The pendulum system is driven to (0, 0) by the control strength (6) with γ₁ = −x ₁ −0) and γ₂ = −100 sgn(x ₂ − 0)

Fig. 9

The pendulum system is driven to (0, 0) by the control strength (7) with r ₁ = r ₂ = 100

5 Conclusions

We present the adaptive control method of accumulative error (AEC), which is quite robust against the effect of noise. The question about how the convergence factor affects the convergence is studied, and the property of the final control strength is given. As the control strength is a linear function of accumulative error, which can be realized by ordinary RC circuits, we conclude that the proposed method is simpler and easier to implement in practice than many other adaptive methods.
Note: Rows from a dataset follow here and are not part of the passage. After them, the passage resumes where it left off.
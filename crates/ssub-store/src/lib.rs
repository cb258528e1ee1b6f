//! On-disk state for ssub: the defaults file, the job history and the
//! annotations written into job logs.

pub mod annotate;
pub mod history;
pub mod paths;
pub mod store;

pub use annotate::annotate_logs;
pub use history::{HistoryEntry, HistoryError, HistoryLog, MAX_ENTRIES};
pub use paths::SsubPaths;
pub use store::{DefaultsStore, StoreError};
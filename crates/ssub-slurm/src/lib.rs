//! SLURM integration for ssub.
//!
//! Render job scripts, submit them with sbatch and query usage via squeue.

pub mod sbatch;
pub mod script;
pub mod squeue;

pub use sbatch::{Sbatch, SbatchError, Submission};
pub use script::{JobScript, ScriptFile};
pub use squeue::{SqueueError, SqueueUsage, parse_usage};
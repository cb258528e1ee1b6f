//! Structural and cross-field checks on resolved parameters.

use crate::params::{Param, ParameterSet};
use ssub_parsers::{MemorySize, NodeSet, ParseMemoryError, non_empty};
use thiserror::Error;

/// Per-GPU memory used when GPUs are requested without one.
pub const DEFAULT_GPU_MEM: &str = "1G";

#[derive(Error, Debug, Clone, PartialEq, Eq)]
pub enum ValidationError {
    #[error("Job name '{0}' must not contain a path separator")]
    JobNameHasSeparator(String),
    #[error(transparent)]
    Memory(#[from] ParseMemoryError),
    #[error("Invalid value for {key}: '{value}' is not an integer")]
    NotInteger { key: &'static str, value: String },
    #[error("{ntasks} tasks x {cpus} CPUs per task is too many cores")]
    CoreCountOverflow { ntasks: u64, cpus: u64 },
    #[error("Node count {nodes} does not match the {listed} node(s) in the node list")]
    NodeCountMismatch { nodes: u64, listed: usize },
    #[error("Nodes both included and excluded: {}", .0.join(", "))]
    NodeConflict(Vec<String>),
    #[error("Per-GPU memory '{0}' given without a GPU count")]
    GpuMemWithoutGpus(String),
}

/// Validate resolved parameters, applying the corrective fixups.
///
/// Fixups: the node count defaults to the size of the node list, and
/// per-GPU memory defaults to [`DEFAULT_GPU_MEM`] when GPUs are requested.
pub fn validate(params: &mut ParameterSet) -> Result<(), ValidationError> {
    check_job_name(&params.job_name)?;
    MemorySize::validate(&params.mem)?;
    apply_nodelist(params)?;
    check_exclusions(params)?;
    apply_gpu_defaults(params)?;
    Ok(())
}

fn check_job_name(name: &str) -> Result<(), ValidationError> {
    if name.contains(std::path::MAIN_SEPARATOR) || name.contains('/') {
        return Err(ValidationError::JobNameHasSeparator(name.to_string()));
    }
    Ok(())
}

fn apply_nodelist(params: &mut ParameterSet) -> Result<(), ValidationError> {
    let included = NodeSet::parse(&params.nodelist);
    if included.is_empty() {
        return Ok(());
    }

    match non_empty(&params.nodes) {
        Some(count) => {
            let nodes = count
                .parse::<u64>()
                .map_err(|_| ValidationError::NotInteger {
                    key: Param::Nodes.key(),
                    value: params.nodes.clone(),
                })?;
            if nodes != included.len() as u64 {
                return Err(ValidationError::NodeCountMismatch {
                    nodes,
                    listed: included.len(),
                });
            }
        }
        None => {
            tracing::debug!("Node count set to {} from node list", included.len());
            params.nodes = included.len().to_string();
        }
    }

    Ok(())
}

fn check_exclusions(params: &ParameterSet) -> Result<(), ValidationError> {
    let included = NodeSet::parse(&params.nodelist);
    let excluded = NodeSet::parse(&params.exclude);

    let conflicts: Vec<String> = included
        .intersection(&excluded)
        .into_iter()
        .map(str::to_string)
        .collect();

    if conflicts.is_empty() {
        Ok(())
    } else {
        Err(ValidationError::NodeConflict(conflicts))
    }
}

fn apply_gpu_defaults(params: &mut ParameterSet) -> Result<(), ValidationError> {
    let has_gpu_mem = non_empty(&params.gpu_mem).is_some();

    match (params.gpus_requested(), has_gpu_mem) {
        (false, true) => Err(ValidationError::GpuMemWithoutGpus(params.gpu_mem.clone())),
        (true, false) => {
            params.gpu_mem = DEFAULT_GPU_MEM.to_string();
            Ok(())
        }
        _ => Ok(()),
    }
}

#[cfg(test)]
mod tests {
    use super::*;

    fn base_params() -> ParameterSet {
        ParameterSet {
            job_name: "align".to_string(),
            ntasks: "1".to_string(),
            cpus_per_task: "1".to_string(),
            mail_type: "NONE".to_string(),
            seed: "abcdefghij".to_string(),
            ..Default::default()
        }
    }

    #[test]
    fn test_valid_defaults_pass_unchanged() {
        let mut params = base_params();
        validate(&mut params).unwrap();
        assert_eq!(params, base_params());
    }

    #[test]
    fn test_job_name_with_separator() {
        let mut params = base_params();
        params.job_name = "runs/align".to_string();
        assert_eq!(
            validate(&mut params),
            Err(ValidationError::JobNameHasSeparator("runs/align".to_string()))
        );
    }

    #[test]
    fn test_memory_accepted_any_case() {
        for mem in ["4G", "4g", "512M", "1t", "100K", "2P", ""] {
            let mut params = base_params();
            params.mem = mem.to_string();
            assert!(validate(&mut params).is_ok(), "{mem}");
        }
    }

    #[test]
    fn test_memory_rejected() {
        for mem in ["4GB", "G", "4", "4.0G", "lots"] {
            let mut params = base_params();
            params.mem = mem.to_string();
            assert!(
                matches!(validate(&mut params), Err(ValidationError::Memory(_))),
                "{mem}"
            );
        }
    }

    #[test]
    fn test_node_count_from_nodelist() {
        let mut params = base_params();
        params.nodelist = "node01, node02,node03,node02".to_string();
        validate(&mut params).unwrap();
        assert_eq!(params.nodes, "3");
        assert_eq!(params.nodelist, "node01, node02,node03,node02");
    }

    #[test]
    fn test_node_count_must_match_nodelist() {
        let mut params = base_params();
        params.nodelist = "node01,node02".to_string();
        params.nodes = "2".to_string();
        assert!(validate(&mut params).is_ok());

        params.nodes = "3".to_string();
        assert_eq!(
            validate(&mut params),
            Err(ValidationError::NodeCountMismatch {
                nodes: 3,
                listed: 2
            })
        );
    }

    #[test]
    fn test_node_count_not_integer() {
        let mut params = base_params();
        params.nodelist = "node01".to_string();
        params.nodes = "one".to_string();
        assert!(matches!(
            validate(&mut params),
            Err(ValidationError::NotInteger { key: "nodes", .. })
        ));
    }

    #[test]
    fn test_node_count_untouched_without_nodelist() {
        let mut params = base_params();
        params.nodes = "4".to_string();
        validate(&mut params).unwrap();
        assert_eq!(params.nodes, "4");
    }

    #[test]
    fn test_nodelist_exclude_conflict_reports_all() {
        let mut params = base_params();
        params.nodelist = "n1,n2,n3".to_string();
        params.exclude = " n3 ,n4,n1,n1".to_string();
        let err = validate(&mut params).unwrap_err();
        assert_eq!(
            err,
            ValidationError::NodeConflict(vec!["n1".to_string(), "n3".to_string()])
        );
        assert_eq!(err.to_string(), "Nodes both included and excluded: n1, n3");
    }

    #[test]
    fn test_disjoint_nodelist_exclude() {
        let mut params = base_params();
        params.nodelist = "n1,n2".to_string();
        params.exclude = "n3".to_string();
        assert!(validate(&mut params).is_ok());
    }

    #[test]
    fn test_gpu_mem_without_gpus() {
        let mut params = base_params();
        params.gpu_mem = "16G".to_string();
        assert_eq!(
            validate(&mut params),
            Err(ValidationError::GpuMemWithoutGpus("16G".to_string()))
        );
    }

    #[test]
    fn test_gpu_mem_defaults() {
        let mut params = base_params();
        params.gpus = "2".to_string();
        validate(&mut params).unwrap();
        assert_eq!(params.gpu_mem, DEFAULT_GPU_MEM);

        let mut params = base_params();
        params.gpus = "1".to_string();
        params.gpu_mem = "40G".to_string();
        validate(&mut params).unwrap();
        assert_eq!(params.gpu_mem, "40G");
    }
}
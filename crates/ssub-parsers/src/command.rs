//! Command execution for scheduler calls.

use thiserror::Error;
use tokio::process::Command;

/// Error type for command execution.
#[derive(Error, Debug)]
pub enum CommandError {
    #[error("Failed to execute {command}: {error}")]
    Execution { command: String, error: String },
    #[error("{command} exited with {status}: {stderr}")]
    Failed {
        command: String,
        status: String,
        stderr: String,
    },
}

/// Execute a command and return stdout as a string.
///
/// A non-zero exit is an error carrying the command's stderr.
pub async fn run_command(cmd: &mut Command, name: &str) -> Result<String, CommandError> {
    tracing::debug!("Running {}: {:?}", name, cmd.as_std());

    let output = cmd.output().await.map_err(|e| CommandError::Execution {
        command: name.to_string(),
        error: e.to_string(),
    })?;

    if !output.status.success() {
        let stderr = String::from_utf8_lossy(&output.stderr);
        return Err(CommandError::Failed {
            command: name.to_string(),
            status: output.status.to_string(),
            stderr: stderr.trim().to_string(),
        });
    }

    Ok(String::from_utf8_lossy(&output.stdout).into_owned())
}

#[cfg(test)]
mod tests {
    use super::*;

    #[tokio::test]
    async fn test_run_command_success() {
        let mut cmd = Command::new("echo");
        cmd.arg("hello");
        let result = run_command(&mut cmd, "echo").await.unwrap();
        assert_eq!(result.trim(), "hello");
    }

    #[tokio::test]
    async fn test_run_command_not_found() {
        let mut cmd = Command::new("nonexistent_command_12345");
        let result = run_command(&mut cmd, "nonexistent").await;
        assert!(matches!(result, Err(CommandError::Execution { .. })));
    }

    #[tokio::test]
    async fn test_run_command_nonzero_exit() {
        let mut cmd = Command::new("sh");
        cmd.args(["-c", "echo boom >&2; exit 3"]);
        let err = run_command(&mut cmd, "sh").await.unwrap_err();
        match err {
            CommandError::Failed { stderr, .. } => assert_eq!(stderr, "boom"),
            other => panic!("unexpected error: {other}"),
        }
    }
}
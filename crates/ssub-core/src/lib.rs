//! Core submission logic for ssub.
//!
//! Everything between parsing the command line and calling `sbatch`:
//! resolve parameters, validate them, derive log paths, add the
//! uniquifying seed and hold submission until the cluster has room.

pub mod output;
pub mod params;
pub mod resolve;
pub mod throttle;
pub mod unique;
pub mod validate;

pub use output::{LogPaths, OutputPathError, derive_log_paths};
pub use params::{Param, ParameterSet};
pub use resolve::{ConfigError, DefaultsMap, DefaultsSource, ExplicitParams, Resolver};
pub use throttle::{
    Clock, MAX_POLL_INTERVAL, Throttle, ThrottleConfig, ThrottleError, ThrottleReport,
    TokioClock, UsageProbe,
};
pub use unique::{SEED_LEN, generate_seed, uniquify};
pub use validate::{DEFAULT_GPU_MEM, ValidationError, validate};
//! The submission pipeline: resolve, validate, derive logs, render, wait
//! for capacity, submit, record.

use camino::{Utf8Path, Utf8PathBuf};
use chrono::Local;
use crossterm::style::Stylize;
use miette::{IntoDiagnostic, Result, miette};
use ssub_cli::Args;
use ssub_core::{
    ParameterSet, Resolver, Throttle, ThrottleConfig, TokioClock, derive_log_paths, uniquify,
    validate,
};
use ssub_parsers::format_duration;
use ssub_slurm::{JobScript, Sbatch, SqueueUsage, Submission};
use ssub_store::{DefaultsStore, HistoryEntry, HistoryLog, SsubPaths, annotate_logs};

pub async fn run(args: &Args, paths: &SsubPaths) -> Result<()> {
    let cwd = current_dir()?;
    submit(args, paths, &cwd, &Sbatch::default()).await
}

async fn submit(args: &Args, paths: &SsubPaths, cwd: &Utf8Path, sbatch: &Sbatch) -> Result<()> {
    let resolver = Resolver::new(args.explicit_params(), DefaultsStore::new(paths.clone()));
    let mut params = resolver.resolve().into_diagnostic()?;
    validate(&mut params).into_diagnostic()?;

    params.logs =
        derive_log_paths(params.output.as_deref(), &params.job_name, cwd).into_diagnostic()?;
    uniquify(&mut params);

    let command = args.command_line();
    let script = JobScript::render(&params, &command);

    if args.dry_run {
        eprintln!("{}", "Dry run: job not submitted".yellow());
        print!("{script}");
        return Ok(());
    }

    let script_file = match &args.script {
        Some(path) => script.write_to(path, args.keep_script),
        None => script.write_temp(args.keep_script),
    }
    .into_diagnostic()?;
    tracing::debug!("Wrote job script {}", script_file.path());

    // Dropping the script file on any early return removes it.
    let submission = tokio::select! {
        result = wait_and_submit(args, &params, sbatch, script_file.path()) => result?,
        _ = tokio::signal::ctrl_c() => {
            return Err(miette!(
                "Submission of {} interrupted; sbatch was stopped but the job may already be queued",
                params.job_name
            ));
        }
    };

    println!(
        "{} {} ({})",
        "Submitted batch job".green(),
        submission.job_id.as_str().bold(),
        params.job_name
    );
    if script_file.is_kept() {
        eprintln!("{} {}", "Job script kept at".dark_grey(), script_file.path());
    }

    annotate_logs(&params.logs, &command, Local::now()).into_diagnostic()?;

    HistoryLog::new(paths.history.clone())
        .append(&HistoryEntry {
            job_name: params.job_name.clone(),
            output: cwd.join(&params.logs.output),
        })
        .into_diagnostic()?;

    Ok(())
}

async fn wait_and_submit(
    args: &Args,
    params: &ParameterSet,
    sbatch: &Sbatch,
    script: &Utf8Path,
) -> Result<Submission> {
    if let Some(ceiling) = args.max_cores {
        let requested = params.requested_cores().into_diagnostic()?;
        let probe = SqueueUsage::for_current_user().into_diagnostic()?;
        let config = ThrottleConfig {
            ceiling: Some(ceiling),
            give_up_after: args.give_up,
        };

        let report = Throttle::new(config, TokioClock, probe)
            .wait(requested)
            .await
            .into_diagnostic()?;
        if report.attempts > 1 {
            eprintln!(
                "{} {} for {} cores",
                "Waited".cyan(),
                format_duration(report.waited),
                requested
            );
        }
    }

    sbatch.submit(script).await.into_diagnostic()
}

fn current_dir() -> Result<Utf8PathBuf> {
    let cwd = std::env::current_dir().into_diagnostic()?;
    Utf8PathBuf::try_from(cwd).into_diagnostic()
}
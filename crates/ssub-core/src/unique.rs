//! Seed token that keeps job names and log files from colliding.

use crate::params::ParameterSet;
use camino::Utf8PathBuf;
use rand::Rng;

/// Length of a generated seed.
pub const SEED_LEN: usize = 10;

const ALPHABET: &[u8] = b"abcdefghijklmnopqrstuvwxyzABCDEFGHIJKLMNOPQRSTUVWXYZ";

/// Generate a random alphabetic seed of [`SEED_LEN`] characters.
pub fn generate_seed() -> String {
    let mut rng = rand::rng();
    (0..SEED_LEN)
        .map(|_| ALPHABET[rng.random_range(0..ALPHABET.len())] as char)
        .collect()
}

/// Append the seed to the job name and both log paths.
///
/// Does nothing when `no_unique` is set. In paths the seed goes before the
/// last `.` so the extension survives.
pub fn uniquify(params: &mut ParameterSet) {
    if params.no_unique {
        return;
    }

    let seed = params.seed.clone();
    params.job_name = format!("{}_{}", params.job_name, seed);
    params.logs.output = insert_seed(params.logs.output.as_str(), &seed);
    params.logs.error = insert_seed(params.logs.error.as_str(), &seed);
}

fn insert_seed(path: &str, seed: &str) -> Utf8PathBuf {
    match path.rfind('.') {
        Some(dot) => format!("{}_{}{}", &path[..dot], seed, &path[dot..]).into(),
        None => format!("{path}_{seed}").into(),
    }
}

#[cfg(test)]
mod tests {
    use super::*;
    use crate::output::LogPaths;

    fn params_with(job_name: &str, output: &str, error: &str) -> ParameterSet {
        ParameterSet {
            job_name: job_name.to_string(),
            seed: "abcDEF1234".to_string(),
            logs: LogPaths {
                output: output.into(),
                error: error.into(),
            },
            ..Default::default()
        }
    }

    #[test]
    fn test_generate_seed() {
        let seed = generate_seed();
        assert_eq!(seed.len(), SEED_LEN);
        assert!(seed.chars().all(|c| c.is_ascii_alphabetic()));
    }

    #[test]
    fn test_uniquify_preserves_extension() {
        let mut params = params_with("foo", "foo.log", "foo.log");
        uniquify(&mut params);
        assert_eq!(params.job_name, "foo_abcDEF1234");
        assert_eq!(params.logs.output, Utf8PathBuf::from("foo_abcDEF1234.log"));
        assert_eq!(params.logs.error, Utf8PathBuf::from("foo_abcDEF1234.log"));
    }

    #[test]
    fn test_uniquify_split_paths() {
        let mut params = params_with("foo", "/logs/foo.out", "/logs/foo.err");
        uniquify(&mut params);
        assert_eq!(
            params.logs.output,
            Utf8PathBuf::from("/logs/foo_abcDEF1234.out")
        );
        assert_eq!(
            params.logs.error,
            Utf8PathBuf::from("/logs/foo_abcDEF1234.err")
        );
    }

    #[test]
    fn test_uniquify_without_dot_appends() {
        let mut params = params_with("foo", "/logs/stdout", "/logs/stderr");
        uniquify(&mut params);
        assert_eq!(params.logs.output, Utf8PathBuf::from("/logs/stdout_abcDEF1234"));
    }

    #[test]
    fn test_uniquify_uses_last_dot_anywhere() {
        let mut params = params_with("foo", "/data/run.v2/stdout", "/data/run.v2/stdout");
        uniquify(&mut params);
        assert_eq!(
            params.logs.output,
            Utf8PathBuf::from("/data/run_abcDEF1234.v2/stdout")
        );
    }

    #[test]
    fn test_no_unique_leaves_everything() {
        let mut params = params_with("foo", "foo.log", "foo.log");
        params.no_unique = true;
        let before = params.clone();
        uniquify(&mut params);
        assert_eq!(params, before);
    }
}
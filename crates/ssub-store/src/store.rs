use crate::paths::SsubPaths;
use camino::{Utf8Path, Utf8PathBuf};
use serde::{Deserialize, Serialize};
use ssub_core::{ConfigError, DefaultsMap, DefaultsSource, Param};
use std::fs;
use thiserror::Error;
use toml::{Table, Value};

#[derive(Error, Debug)]
pub enum StoreError {
    #[error("IO error: {0}")]
    Io(#[from] std::io::Error),
    #[error("TOML parse error: {0}")]
    TomlRead(#[from] toml::de::Error),
    #[error("TOML write error: {0}")]
    TomlWrite(#[from] toml::ser::Error),
    #[error("Config file not found: {0}")]
    NotFound(Utf8PathBuf),
    #[error("Cannot determine home directory")]
    NoHome,
    #[error("Path is not valid UTF-8: {0}")]
    NonUtf8(String),
}

/// Layout of the defaults file: a single `[defaults]` table.
#[derive(Debug, Default, Serialize, Deserialize)]
struct DefaultsFile {
    #[serde(default)]
    defaults: Table,
}

/// The persisted defaults, found through the pointer file.
pub struct DefaultsStore {
    paths: SsubPaths,
}

impl DefaultsStore {
    pub fn new(paths: SsubPaths) -> Self {
        Self { paths }
    }

    /// The defaults file currently in use.
    ///
    /// Read from the pointer file; falls back to the default location when
    /// the pointer is missing or empty.
    pub fn config_path(&self) -> Result<Utf8PathBuf, StoreError> {
        if !self.paths.pointer.exists() {
            return Ok(self.paths.default_config.clone());
        }
        let content = fs::read_to_string(&self.paths.pointer)?;
        match content.lines().next().map(str::trim) {
            Some(line) if !line.is_empty() => Ok(Utf8PathBuf::from(line)),
            _ => Ok(self.paths.default_config.clone()),
        }
    }

    /// Point ssub at a different defaults file, which must exist.
    pub fn set_config_path(&self, path: &Utf8Path) -> Result<Utf8PathBuf, StoreError> {
        if !path.is_file() {
            return Err(StoreError::NotFound(path.to_path_buf()));
        }
        let absolute = path.canonicalize_utf8()?;
        write_creating_parent(&self.paths.pointer, &format!("{absolute}\n"))?;
        Ok(absolute)
    }

    /// Load the defaults in use.
    ///
    /// A missing file at the default location is generated from the
    /// builtin defaults; a missing custom file is an error.
    pub fn load_defaults(&self) -> Result<DefaultsMap, StoreError> {
        let path = self.config_path()?;

        if !path.exists() {
            if path != self.paths.default_config {
                return Err(StoreError::NotFound(path));
            }
            let defaults = builtin_defaults();
            save_defaults(&path, &defaults)?;
            tracing::info!("Created defaults file {}", path);
            return Ok(defaults);
        }

        let content = fs::read_to_string(&path)?;
        let file: DefaultsFile = toml::from_str(&content)?;
        Ok(to_defaults_map(file.defaults, &path))
    }
}

impl DefaultsSource for DefaultsStore {
    fn load(&self) -> Result<DefaultsMap, ConfigError> {
        self.load_defaults().map_err(|e| match e {
            StoreError::NotFound(path) => ConfigError::NotFound(path.to_string()),
            other => ConfigError::Load {
                path: self
                    .config_path()
                    .map(|p| p.to_string())
                    .unwrap_or_else(|_| self.paths.pointer.to_string()),
                reason: other.to_string(),
            },
        })
    }
}

/// Builtin defaults for every configurable parameter.
pub fn builtin_defaults() -> DefaultsMap {
    Param::ALL
        .into_iter()
        .filter(|p| p.is_configurable())
        .map(|p| (p.key().to_string(), p.builtin_default().to_string()))
        .collect()
}

/// Write a defaults file.
pub fn save_defaults(path: &Utf8Path, defaults: &DefaultsMap) -> Result<(), StoreError> {
    let file = DefaultsFile {
        defaults: defaults
            .iter()
            .map(|(k, v)| (k.clone(), Value::String(v.clone())))
            .collect(),
    };
    write_creating_parent(path, &toml::to_string_pretty(&file)?)
}

fn to_defaults_map(table: Table, path: &Utf8Path) -> DefaultsMap {
    let mut defaults = DefaultsMap::new();

    for (key, value) in table {
        match Param::from_key(&key) {
            Some(param) if param.is_configurable() => {}
            _ => {
                tracing::warn!("Ignoring unknown key '{}' in {}", key, path);
                continue;
            }
        }

        let value = match value {
            Value::String(s) => s,
            Value::Integer(i) => i.to_string(),
            Value::Boolean(b) => String::from(if b { "1" } else { "0" }),
            other => {
                tracing::warn!("Ignoring non-scalar value for '{}' in {}: {}", key, path, other);
                continue;
            }
        };
        defaults.insert(key, value);
    }

    defaults
}

fn write_creating_parent(path: &Utf8Path, content: &str) -> Result<(), StoreError> {
    if let Some(parent) = path.parent() {
        fs::create_dir_all(parent)?;
    }
    fs::write(path, content)?;
    Ok(())
}

#[cfg(test)]
mod tests {
    use super::*;
    use tempfile::TempDir;

    fn store_in(temp: &TempDir) -> (DefaultsStore, SsubPaths) {
        let dir = Utf8Path::from_path(temp.path()).unwrap().join(".ssub");
        let paths = SsubPaths::in_dir(&dir);
        (DefaultsStore::new(paths.clone()), paths)
    }

    #[test]
    fn test_missing_default_file_is_generated() {
        let temp = TempDir::new().unwrap();
        let (store, paths) = store_in(&temp);

        let defaults = store.load_defaults().unwrap();
        assert!(paths.default_config.exists());
        assert_eq!(defaults.get("mail_type").map(String::as_str), Some("NONE"));
        assert_eq!(defaults.get("ntasks").map(String::as_str), Some("1"));
        assert!(!defaults.contains_key("seed"));

        // Second load reads the generated file back.
        assert_eq!(store.load_defaults().unwrap(), defaults);
    }

    #[test]
    fn test_missing_custom_file_is_fatal() {
        let temp = TempDir::new().unwrap();
        let (store, paths) = store_in(&temp);
        fs::create_dir_all(paths.pointer.parent().unwrap()).unwrap();
        fs::write(&paths.pointer, "/nonexistent/ssub.toml\n").unwrap();

        assert!(matches!(
            store.load_defaults(),
            Err(StoreError::NotFound(p)) if p == "/nonexistent/ssub.toml"
        ));
        assert!(matches!(
            DefaultsSource::load(&store),
            Err(ConfigError::NotFound(_))
        ));
    }

    #[test]
    fn test_empty_pointer_uses_default() {
        let temp = TempDir::new().unwrap();
        let (store, paths) = store_in(&temp);
        fs::create_dir_all(paths.pointer.parent().unwrap()).unwrap();
        fs::write(&paths.pointer, "\n").unwrap();

        assert_eq!(store.config_path().unwrap(), paths.default_config);
    }

    #[test]
    fn test_load_custom_file_with_mixed_values() {
        let temp = TempDir::new().unwrap();
        let (store, _) = store_in(&temp);
        let custom = Utf8Path::from_path(temp.path()).unwrap().join("lab.toml");
        fs::write(
            &custom,
            r#"
[defaults]
partition = "gpu"
cpus_per_task = 8
no_unique = true
seed = "fixed"
colour = "blue"
"#,
        )
        .unwrap();

        store.set_config_path(&custom).unwrap();
        let defaults = store.load_defaults().unwrap();

        assert_eq!(defaults.get("partition").map(String::as_str), Some("gpu"));
        assert_eq!(defaults.get("cpus_per_task").map(String::as_str), Some("8"));
        assert_eq!(defaults.get("no_unique").map(String::as_str), Some("1"));
        assert!(!defaults.contains_key("seed"));
        assert!(!defaults.contains_key("colour"));
    }

    #[test]
    fn test_set_config_path_requires_file() {
        let temp = TempDir::new().unwrap();
        let (store, paths) = store_in(&temp);
        let missing = Utf8Path::from_path(temp.path()).unwrap().join("missing.toml");

        assert!(matches!(
            store.set_config_path(&missing),
            Err(StoreError::NotFound(_))
        ));
        assert!(!paths.pointer.exists());
    }

    #[test]
    fn test_malformed_file_reports_load_error() {
        let temp = TempDir::new().unwrap();
        let (store, paths) = store_in(&temp);
        fs::create_dir_all(paths.default_config.parent().unwrap()).unwrap();
        fs::write(&paths.default_config, "[defaults\npartition = ").unwrap();

        assert!(matches!(
            store.load_defaults(),
            Err(StoreError::TomlRead(_))
        ));
        assert!(matches!(
            DefaultsSource::load(&store),
            Err(ConfigError::Load { .. })
        ));
    }
}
In addition, the control idea can be generalized to discrete chaotic systems, but the choice of convergence factor is more difficult. The control strength changes with error, and reaches a constant vector, which makes the eigenvalues of linearized system matrix at the fixed point move to the left for continuous systems or move into the unit circle for discrete systems.